Begin with the first line of the entries below. Copy each line exactly, stopping after the one that contains "present on a site.".

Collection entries
►

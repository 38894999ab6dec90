//! sitelens-core
//!
//! Core traits and utilities shared across the sitelens workspace.
//!
//! - `provider`: the `LensProvider` trait and the `RawResponse` shapes a
//!   provider may hand to its own normalization step.
//! - `registry`: the `ProviderRegistry`, which answers "which providers, in
//!   what order, for this kind".
//! - `merge`: field-wise merging of records from several providers.
//!
//! All shared data types are re-exported from `sitelens-types`.
#![warn(missing_docs)]

/// Record merging helpers used by deep resolution.
pub mod merge;
/// The provider trait and raw response shapes.
pub mod provider;
/// Per-kind provider lookup in deterministic order.
pub mod registry;

pub use merge::merge_records_by_priority;
pub use provider::{LensProvider, RawResponse};
pub use registry::ProviderRegistry;
pub use sitelens_types::*;
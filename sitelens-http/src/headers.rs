//! Interpretation of HTTP response headers into a `Headers` record.
//!
//! Shared by every provider that sees the site's headers, directly or through
//! a header-dump service.

use bitflags::bitflags;
use sitelens_core::{Field, FieldValue, LensError, NormalizedRecord, QueryKind};

bitflags! {
    /// Security-related response headers present on a site.
    #[derive(Debug, Clone, Copy, PartialEq, Eq, Hash, Default)]
    pub struct SecurityHeaders: u8 {
        /// `Content-Security-Policy`.
        const CSP = 1 << 0;
        /// `X-Frame-Options`.
        const X_FRAME_OPTIONS = 1 << 1;
        /// `X-Content-Type-Options`.
        const X_CONTENT_TYPE_OPTIONS = 1 << 2;
        /// `Strict-Transport-Security`.
        const HSTS = 1 << 3;
        /// `Referrer-Policy`.
        const REFERRER_POLICY = 1 << 4;
        /// `Permissions-Policy`.
        const PERMISSIONS_POLICY = 1 << 5;
    }
}

const SECURITY_HEADER_NAMES: [(&str, SecurityHeaders, &str); 6] = [
    ("content-security-policy", SecurityHeaders::CSP, "CSP"),
    (
        "x-frame-options",
        SecurityHeaders::X_FRAME_OPTIONS,
        "X-Frame-Options",
    ),
    (
        "x-content-type-options",
        SecurityHeaders::X_CONTENT_TYPE_OPTIONS,
        "X-Content-Type-Options",
    ),
    ("strict-transport-security", SecurityHeaders::HSTS, "HSTS"),
    (
        "referrer-policy",
        SecurityHeaders::REFERRER_POLICY,
        "Referrer-Policy",
    ),
    (
        "permissions-policy",
        SecurityHeaders::PERMISSIONS_POLICY,
        "Permissions-Policy",
    ),
];

impl SecurityHeaders {
    /// Flags for the header names present in `names` (case-insensitive).
    pub fn from_names<'a>(names: impl IntoIterator<Item = &'a str>) -> Self {
        let mut out = Self::empty();
        for name in names {
            for (header, flag, _) in SECURITY_HEADER_NAMES {
                if name.eq_ignore_ascii_case(header) {
                    out |= flag;
                }
            }
        }
        out
    }

    /// Short display labels, in a fixed order.
    #[must_use]
    pub fn labels(self) -> Vec<&'static str> {
        SECURITY_HEADER_NAMES
            .iter()
            .filter(|(_, flag, _)| self.contains(*flag))
            .map(|(_, _, label)| *label)
            .collect()
    }
}

const SERVER_NAMES: [(&str, &str); 6] = [
    ("apache", "Apache HTTP Server"),
    ("nginx", "Nginx"),
    ("iis", "Microsoft IIS"),
    ("cloudflare", "Cloudflare"),
    ("lighttpd", "Lighttpd"),
    ("caddy", "Caddy"),
];

/// Canonical name of a `Server` header value; unknown servers pass through.
#[must_use]
pub fn clean_server_name(server: &str) -> String {
    let lower = server.to_ascii_lowercase();
    SERVER_NAMES
        .iter()
        .find(|(needle, _)| lower.contains(needle))
        .map_or_else(|| server.trim().to_string(), |(_, name)| (*name).to_string())
}

/// CDN in front of the site, judged from header names and values.
#[must_use]
pub fn detect_cdn(headers: &[(String, String)]) -> &'static str {
    let has_name = |n: &str| headers.iter().any(|(k, _)| k.eq_ignore_ascii_case(n));
    let any_value = |needle: &str| {
        headers
            .iter()
            .any(|(_, v)| v.to_ascii_lowercase().contains(needle))
    };

    if has_name("cf-ray") || any_value("cloudflare") {
        "Cloudflare CDN"
    } else if has_name("x-fastly-request-id") || any_value("fastly") {
        "Fastly CDN"
    } else if has_name("x-amz-cf-id") || any_value("cloudfront") {
        "Amazon CloudFront"
    } else if has_name("x-akamai-transformed") || any_value("akamai") {
        "Akamai"
    } else {
        "No CDN detected"
    }
}

/// Framework and language implied by an `X-Powered-By` value.
fn from_powered_by(powered_by: &str) -> (String, Option<&'static str>) {
    let lower = powered_by.to_ascii_lowercase();
    if lower.contains("php") {
        ("PHP Application".into(), Some("PHP"))
    } else if lower.contains("asp.net") {
        ("ASP.NET".into(), Some("C#"))
    } else if lower.contains("express") {
        ("Express.js".into(), Some("Node.js"))
    } else if lower.contains("next.js") {
        ("Next.js".into(), Some("JavaScript"))
    } else {
        (powered_by.trim().to_string(), None)
    }
}

const HOSTED_PLATFORMS: [(&str, &str, &str); 5] = [
    ("github.io", "GitHub Pages", "Static"),
    ("netlify.app", "Netlify", "JAMstack"),
    ("vercel.app", "Vercel", "JavaScript"),
    ("herokuapp.com", "Heroku", "Various"),
    ("wordpress.com", "WordPress", "PHP"),
];

/// Platform and language for sites on a well-known hosting domain.
#[must_use]
pub fn platform_for_host(host: &str) -> Option<(&'static str, &'static str)> {
    HOSTED_PLATFORMS
        .iter()
        .find(|(suffix, _, _)| host == *suffix || host.ends_with(&format!(".{suffix}")))
        .map(|(_, platform, language)| (*platform, *language))
}

fn header<'a>(headers: &'a [(String, String)], name: &str) -> Option<&'a str> {
    headers
        .iter()
        .rev()
        .find(|(k, _)| k.eq_ignore_ascii_case(name))
        .map(|(_, v)| v.as_str())
}

/// Build a `Headers` record from one response's headers.
///
/// With no headers at all the record stays entirely `Unknown`. Otherwise
/// CDN and security headers are always determined, since their absence was
/// observed.
///
/// # Errors
/// Never in practice; field/kind mismatches are reported as `InvalidArg`.
pub fn headers_record(
    headers: &[(String, String)],
    host: &str,
) -> Result<NormalizedRecord, LensError> {
    let mut record = NormalizedRecord::unknown(QueryKind::Headers);
    if headers.is_empty() {
        return Ok(record);
    }

    if let Some(server) = header(headers, "server") {
        record.set(Field::WebServer, clean_server_name(server))?;
    }
    record.set(Field::CdnProvider, detect_cdn(headers))?;
    let security = SecurityHeaders::from_names(headers.iter().map(|(k, _)| k.as_str()));
    record.set(Field::SecurityHeaders, FieldValue::list(security.labels()))?;

    let (framework, language) = match header(headers, "x-powered-by") {
        Some(p) => from_powered_by(p),
        None => match platform_for_host(host) {
            Some((platform, language)) => (platform.to_string(), Some(language)),
            None => (String::new(), None),
        },
    };
    record.set(Field::Framework, FieldValue::text(framework))?;
    record.set(Field::Language, FieldValue::opt_text(language))?;
    Ok(record)
}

◄

» SOLUTION FOR THIS TASK
repository 38894999ab6dec90
//! sitelens-core
//!
//! Core traits and utilities shared across the sitelens workspace.
//!
//! - `provider`: the `LensProvider` trait and the `RawResponse` shapes a
//!   provider may hand to its own normalization step.
//! - `registry`: the `ProviderRegistry`, which answers "which providers, in
//!   what order, for this kind".
//! - `merge`: field-wise merging of records from several providers.
//!
//! All shared data types are re-exported from `sitelens-types`.
#![warn(missing_docs)]

/// Record merging helpers used by deep resolution.
pub mod merge;
/// The provider trait and raw response shapes.
pub mod provider;
/// Per-kind provider lookup in deterministic order.
pub mod registry;

pub use merge::merge_records_by_priority;
pub use provider::{LensProvider, RawResponse};
pub use registry::ProviderRegistry;
pub use sitelens_types::*;
filename sitelens-http/src/headers.rs
//! Interpretation of HTTP response headers into a `Headers` record.
//!
//! Shared by every provider that sees the site's headers, directly or through
//! a header-dump service.

use bitflags::bitflags;
use sitelens_core::{Field, FieldValue, LensError, NormalizedRecord, QueryKind};

bitflags! {
    /// Security-related response headers present on a site.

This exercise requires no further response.